(Collected data entries)

=-=-=

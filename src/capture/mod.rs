//! Contains logic for taking screenshots of the user's screen.
//! [GenericScreenCapturer] is the main artifact of this module that abstracts
//! the platform differences.

pub mod command;

use std::{
    path::{Path, PathBuf},
    process::ExitStatus,
};

use async_trait::async_trait;
use chrono::NaiveDateTime;
use thiserror::Error;
use tracing::debug;

use crate::utils::time::moment_to_file_name;

#[derive(Debug, Error)]
pub enum CaptureError {
    /// There is no display surface to take a picture of.
    #[error("no capturable screen found")]
    NoScreen,
    #[error("capture command `{program}` exited with {status}")]
    CommandFailed { program: String, status: ExitStatus },
    #[error("capture I/O error: {0}")]
    Io(#[from] std::io::Error),
}

/// Intended to serve as a contract every platform's screenshot mechanism must implement.
#[cfg_attr(test, mockall::automock)]
#[async_trait]
pub trait ScreenCapturer: Send + Sync {
    /// Saves a PNG picture of the current screen to `destination`.
    async fn capture(&self, destination: &Path) -> Result<(), CaptureError>;
}

/// Serves as a cross-compatible [ScreenCapturer] implementation.
pub struct GenericScreenCapturer {
    inner: Box<dyn ScreenCapturer>,
}

impl GenericScreenCapturer {
    pub fn new() -> Self {
        cfg_if::cfg_if! {
            if #[cfg(target_os = "macos")] {
                Self {
                    inner: Box::new(command::CommandCapturer::new("screencapture", ["-x"])),
                }
            } else if #[cfg(unix)] {
                Self {
                    inner: Box::new(command::display_server_capturer()),
                }
            } else {
                Self {
                    inner: Box::new(Unsupported),
                }
            }
        }
    }
}

impl Default for GenericScreenCapturer {
    fn default() -> Self {
        Self::new()
    }
}

#[async_trait]
impl ScreenCapturer for GenericScreenCapturer {
    async fn capture(&self, destination: &Path) -> Result<(), CaptureError> {
        self.inner.capture(destination).await
    }
}

/// Used on platforms without a known screenshot tool. Every capture is skipped.
#[allow(dead_code)]
struct Unsupported;

#[async_trait]
impl ScreenCapturer for Unsupported {
    async fn capture(&self, _destination: &Path) -> Result<(), CaptureError> {
        Err(CaptureError::NoScreen)
    }
}

/// Path of a screenshot taken at `moment`: `<dir>/YYYY-MM-DD_HH:MM:SS.png`.
pub fn screenshot_path(dir: &Path, moment: NaiveDateTime) -> PathBuf {
    dir.join(format!("{}.png", moment_to_file_name(moment)))
}

/// Creates the screenshot directory when it's missing and saves a picture into it.
pub async fn take_screenshot(
    capturer: &dyn ScreenCapturer,
    dir: &Path,
    moment: NaiveDateTime,
) -> Result<PathBuf, CaptureError> {
    tokio::fs::create_dir_all(dir).await?;
    let destination = screenshot_path(dir, moment);
    debug!("Capturing screen into {destination:?}");
    capturer.capture(&destination).await?;
    Ok(destination)
}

=-=-=

PROBLEM DESCRIPTION — Find all the lines with "NaiveDateTime" in the data and copy them.

RESPONSE AREA —
use chrono::NaiveDateTime;
pub fn screenshot_path(dir: &Path, moment: NaiveDateTime) -> PathBuf {
    moment: NaiveDateTime,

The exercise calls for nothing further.